In reality, the two are inseparable. Until you have a firm handle on your finances, you can’t afford to invest on any sort of sustainable basis. This is the logic underpinning what Bruce Katz at the Brookings Institution calls “cut to invest.” That is, there’s no new magic pot of money arriving, so everyone from the federal government to cities needs to make some cuts in order to free up cash to spend on higher-priority items. An unlikely poster child for this philosophy is the small industrial city of Kokomo, Ind. With a population of 57,000 about 45 miles north of Indianapolis, Kokomo made national news as the center of the auto industry collapse, even prompting a visit from President Obama. At its bleakest moment, Kokomo’s unemployment rate hit 20 percent and it faced a near-cataclysmic fiscal crisis when bankrupt Chrysler, the city’s largest employer, didn’t pay its property tax bill.
Fortunately for Kokomo, its plants survived the auto bankruptcies and it weathered the crisis. But the city determined never to return to business as usual; rather, Mayor Greg Goodnight and other leaders embarked on a program of change involving both fiscal restructuring and major investment.
A history of fiscal prudence on the part of past city leadership helped. Foremost, the city had no non-utility debt. It was able to further bolster its tax base by annexing seven square miles -- including new freeway interchanges -- and 11,000 people from Howard County. But while expanding physically and in population, the city shrank its government payrolls by 20 percent, going from 521 employees to 417. This was done in a variety of ways, including adopting something as simple as single-side-of-the-street garbage collection, which won a Bright Ideas award from Harvard’s Ash Center, to more controversial fire department layoffs.

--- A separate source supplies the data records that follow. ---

use super::RuleDefinition;

fn absent(id: &str, field: &str, remediation: &str) -> RuleDefinition {
    RuleDefinition {
        id: id.into(),
        kind: "field-absent".into(),
        field: Some(field.into()),
        remediation: Some(remediation.into()),
        ..RuleDefinition::default()
    }
}

fn pattern(id: &str, field: &str, pattern: &str, must_match: bool, remediation: &str) -> RuleDefinition {
    RuleDefinition {
        id: id.into(),
        kind: "field-matches-pattern".into(),
        field: Some(field.into()),
        pattern: Some(pattern.into()),
        must_match: Some(must_match),
        remediation: Some(remediation.into()),
        ..RuleDefinition::default()
    }
}

fn cross(id: &str, predicate: &str, fields: &[&str], remediation: &str) -> RuleDefinition {
    RuleDefinition {
        id: id.into(),
        kind: "cross-field".into(),
        fields: fields.iter().map(|f| f.to_string()).collect(),
        predicate: Some(predicate.into()),
        remediation: Some(remediation.into()),
        ..RuleDefinition::default()
    }
}

fn value_set(id: &str, field: &str, allowed: &[&str], required: bool, remediation: &str) -> RuleDefinition {
    RuleDefinition {
        id: id.into(),
        kind: "value-set".into(),
        field: Some(field.into()),
        allowed: allowed.iter().map(|v| v.to_string()).collect(),
        required,
        remediation: Some(remediation.into()),
        ..RuleDefinition::default()
    }
}

const SSN: &str = r"\b\d{3}-\d{2}-\d{4}\b";
const EMAIL: &str = r"[A-Za-z0-9._%+-]+@[A-Za-z0-9.-]+\.[A-Za-z]{2,}";
const PAN: &str = r"\b(?:\d[ -]?){13,19}\b";

fn hipaa() -> Vec<RuleDefinition> {
    const DROP: &str = "remove direct identifiers (Safe Harbor 164.514(b)(2))";
    let mut rules: Vec<RuleDefinition> = [
        ("hipaa.name", "name"),
        ("hipaa.patient-name", "patient_name"),
        ("hipaa.first-name", "first_name"),
        ("hipaa.last-name", "last_name"),
        ("hipaa.ssn", "ssn"),
        ("hipaa.email", "email"),
        ("hipaa.phone", "phone"),
        ("hipaa.fax", "fax"),
        ("hipaa.address", "address"),
        ("hipaa.street-address", "street_address"),
        ("hipaa.mrn", "medical_record_number"),
        ("hipaa.health-plan-id", "health_plan_id"),
        ("hipaa.account-number", "account_number"),
        ("hipaa.license-number", "license_number"),
        ("hipaa.vehicle-id", "vehicle_id"),
        ("hipaa.device-id", "device_id"),
        ("hipaa.url", "url"),
        ("hipaa.ip-address", "ip_address"),
        ("hipaa.biometric-id", "biometric_id"),
        ("hipaa.photo", "photo"),
    ]
    .into_iter()
    .map(|(id, field)| absent(id, field, DROP))
    .collect();
    rules.extend([
        cross(
            "hipaa.dates-year-only",
            "year-only",
            &["date_of_birth", "birth_date", "admission_date", "discharge_date", "death_date"],
            "generalize dates related to an individual to the year",
        ),
        pattern(
            "hipaa.zip-3-digit",
            "zip_code",
            r"^\d{3}$",
            true,
            "truncate ZIP codes to the first three digits",
        ),
        pattern(
            "hipaa.age-over-89",
            "age",
            r"^(?:\d|[1-8]\d|90\+)$",
            true,
            "aggregate ages over 89 into a single 90+ category",
        ),
        pattern(
            "hipaa.notes-ssn",
            "notes",
            SSN,
            false,
            "scrub identifiers from free-text notes",
        ),
    ]);
    rules
}

fn pci_dss() -> Vec<RuleDefinition> {
    const NEVER_STORE: &str = "never store sensitive authentication data after authorization (PCI DSS 3.2)";
    vec![
        absent("pci.cvv", "cvv", NEVER_STORE),
        absent("pci.cvv2", "cvv2", NEVER_STORE),
        absent("pci.cvc", "cvc", NEVER_STORE),
        absent("pci.pin", "pin", NEVER_STORE),
        absent("pci.pin-block", "pin_block", NEVER_STORE),
        absent("pci.track-data", "track_data", NEVER_STORE),
        cross(
            "pci.pan-masked",
            "masked-except-last",
            &["card_number", "masked_card", "pan"],
            "mask the primary account number, showing at most the last four digits (PCI DSS 3.3)",
        )
        .with_visible(4),
        pattern(
            "pci.description-pan",
            "description",
            PAN,
            false,
            "remove card numbers from free-text fields",
        ),
    ]
}

fn gdpr() -> Vec<RuleDefinition> {
    const MINIMIZE: &str = "drop direct identifiers or pseudonymize them (GDPR art. 5(1)(c))";
    vec![
        absent("gdpr.name", "name", MINIMIZE),
        absent("gdpr.email", "email", MINIMIZE),
        absent("gdpr.phone", "phone", MINIMIZE),
        absent("gdpr.address", "address", MINIMIZE),
        absent("gdpr.national-id", "national_id", MINIMIZE),
        absent("gdpr.passport-number", "passport_number", MINIMIZE),
        absent("gdpr.ip-address", "ip_address", MINIMIZE),
        pattern(
            "gdpr.comment-email",
            "comments",
            EMAIL,
            false,
            "scrub email addresses from free-text fields",
        ),
        value_set(
            "gdpr.consent",
            "consent_given",
            &["true"],
            true,
            "record a lawful basis: every record needs consent_given = true (GDPR art. 6)",
        ),
    ]
}

fn sox() -> Vec<RuleDefinition> {
    vec![
        cross(
            "sox.transaction-controls",
            "requires-when-present",
            &["transaction_id", "audit_trail", "approval_required"],
            "attach audit trail and approval flags to every financial transaction (SOX 404)",
        ),
        value_set(
            "sox.audit-trail",
            "audit_trail",
            &["true"],
            false,
            "enable audit trails on financial transactions",
        ),
        cross(
            "sox.segregation-of-duties",
            "distinct",
            &["initiated_by", "approved_by"],
            "transactions must be approved by someone other than the initiator",
        ),
    ]
}

pub(super) fn rule_sets() -> Vec<(&'static str, Vec<RuleDefinition>)> {
    vec![
        ("HIPAA", hipaa()),
        ("PCI_DSS", pci_dss()),
        ("GDPR", gdpr()),
        ("SOX", sox()),
    ]
}

impl RuleDefinition {
    fn with_visible(mut self, visible: usize) -> Self {
        self.visible = Some(visible);
        self
    }
}

#[cfg(test)]
mod tests {
    use super::super::{Framework, RuleCatalog};
    use crate::record::Record;
    use serde_json::json;

    fn failures(framework: &str, value: serde_json::Value) -> Vec<String> {
        let catalog = RuleCatalog::builtin().unwrap();
        let record: Record = serde_json::from_value(value).unwrap();
        catalog
            .rules(&Framework::new(framework))
            .unwrap()
            .iter()
            .filter_map(|rule| rule.check(0, &record))
            .map(|violation| violation.rule_id)
            .collect()
    }

    #[test]
    fn builtins_compile() {
        let catalog = RuleCatalog::builtin().unwrap();
        let names: Vec<&str> = catalog.frameworks().map(|f| f.as_str()).collect();
        assert_eq!(names, vec!["GDPR", "HIPAA", "PCI_DSS", "SOX"]);
    }

    #[test]
    fn hipaa_safe_harbor() {
        let clean = json!({"patient_id": "P001", "age_group": "30-39", "gender": "F",
                           "zip_code": "123", "diagnosis": "diabetes", "date_of_birth": "1984"});
        assert!(failures("HIPAA", clean).is_empty());
        let leaky = json!({"patient_name": "John Smith", "ssn": "123-45-6789", "age": 93,
                           "date_of_birth": "1931-04-02", "diagnosis": "diabetes"});
        assert_eq!(
            failures("HIPAA", leaky),
            vec!["hipaa.patient-name", "hipaa.ssn", "hipaa.dates-year-only", "hipaa.age-over-89"]
        );
    }

    #[test]
    fn pci_masking_and_authentication_data() {
        let clean = json!({"transaction_id": "TXN001", "masked_card": "****1234", "amount": 100.5});
        assert!(failures("PCI_DSS", clean).is_empty());
        let leaky = json!({"card_number": "4111111111111111", "cvv": "123", "amount": 100.5});
        assert_eq!(failures("PCI_DSS", leaky), vec!["pci.cvv", "pci.pan-masked"]);
    }

    #[test]
    fn gdpr_requires_consent() {
        let clean = json!({"user_id": "U001", "age": 30, "country": "Germany", "consent_given": true});
        assert!(failures("GDPR", clean).is_empty());
        assert_eq!(failures("GDPR", json!({"user_id": "U002"})), vec!["gdpr.consent"]);
    }

    #[test]
    fn sox_transaction_controls() {
        let clean = json!({"transaction_id": "TXN001", "amount": 1_000_000,
                           "audit_trail": true, "approval_required": true});
        assert!(failures("SOX", clean).is_empty());
        let weak = json!({"transaction_id": "TXN002", "audit_trail": false,
                          "initiated_by": "kim", "approved_by": "kim"});
        assert_eq!(
            failures("SOX", weak),
            vec!["sox.transaction-controls", "sox.audit-trail", "sox.segregation-of-duties"]
        );
    }
}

The focus on efficiency has continued as tax revenues recovered, freeing up cash for investment. New spending included reengineering every downtown street from one-way back to two-way, removing all stoplights from the core of downtown, building a high-quality trail system, investing in a $1 million renovation of city hall, creating a new fareless bus system, and erecting a new mixed-use downtown parking garage that includes apartments, a YMCA and two new fire stations -- all funded with cash and no debt. Its only borrowing was for a new municipal baseball stadium.
Kokomo can spend money on these items because it took care of fiscal business. Not all debt is bad, but in this case, by mostly resisting the urge to borrow, Kokomo will retain the ability to invest well into the future by not encumbering future cash flow. As a small industrial city, Kokomo still has challenges to be sure, but it appears to be on the right track.
Other cities are in different stages of this process. Consider Los Angeles, which is also making national news, this time for its crumbling infrastructure. The New York Times reported that it faces more than $8 billion in needed repairs just to bring its worst roads, sidewalks and water lines up to par.
Why can’t Los Angeles afford to invest in infrastructure? Because it allowed its budget to get out of control. Some blame this on the city’s fear of raising taxes, but L.A. is hardly a low-tax haven. Instead, as a report issued earlier by City Administrative Officer Miguel Santana notes, while revenues are anticipated to grow 4.4 percent -- faster than national GDP -- expenditures have been growing at an even faster rate.
Nevertheless, some progress has been made in Los Angeles. The city’s workforce is down 14 percent from peak levels. New pension tiers have been introduced for newly hired workers, and labor negotiators agreed to new employee contributions to pensions and health care. The city has also started rebuilding its reserves.
Los Angeles is certainly far from having solved its fiscal problems, though. Most of these changes were done with the city’s back to the wall. It needs to find a way to continue down the path of fiscal responsibility, which means establishing and maintaining control of the budget over the long term, most critically when the immediate crisis passes and there’s a cyclical upswing. That’s when cities, and states for that matter, often reverse course on fiscal discipline and take out the shovel, digging even deeper holes by granting things such as politically popular but fiscally unsustainable pension promises. Instead, any fiscal improvement either should be banked or devoted to the most important of civic needs, like basic infrastructure fixes and improvements. This won’t be easy in a city with such powerful unions. But fixing the budget to enable the investments and maintenance needed to keep L.A. competitive is critical.
So as unlikely a poster child for long-term fiscal sustainability as it may be, Kokomo stands as an example of what long-range and responsible political leadership can mean for the future vibrancy of a city. The city of Los Angeles -- and a host of others -- could learn a lot from it.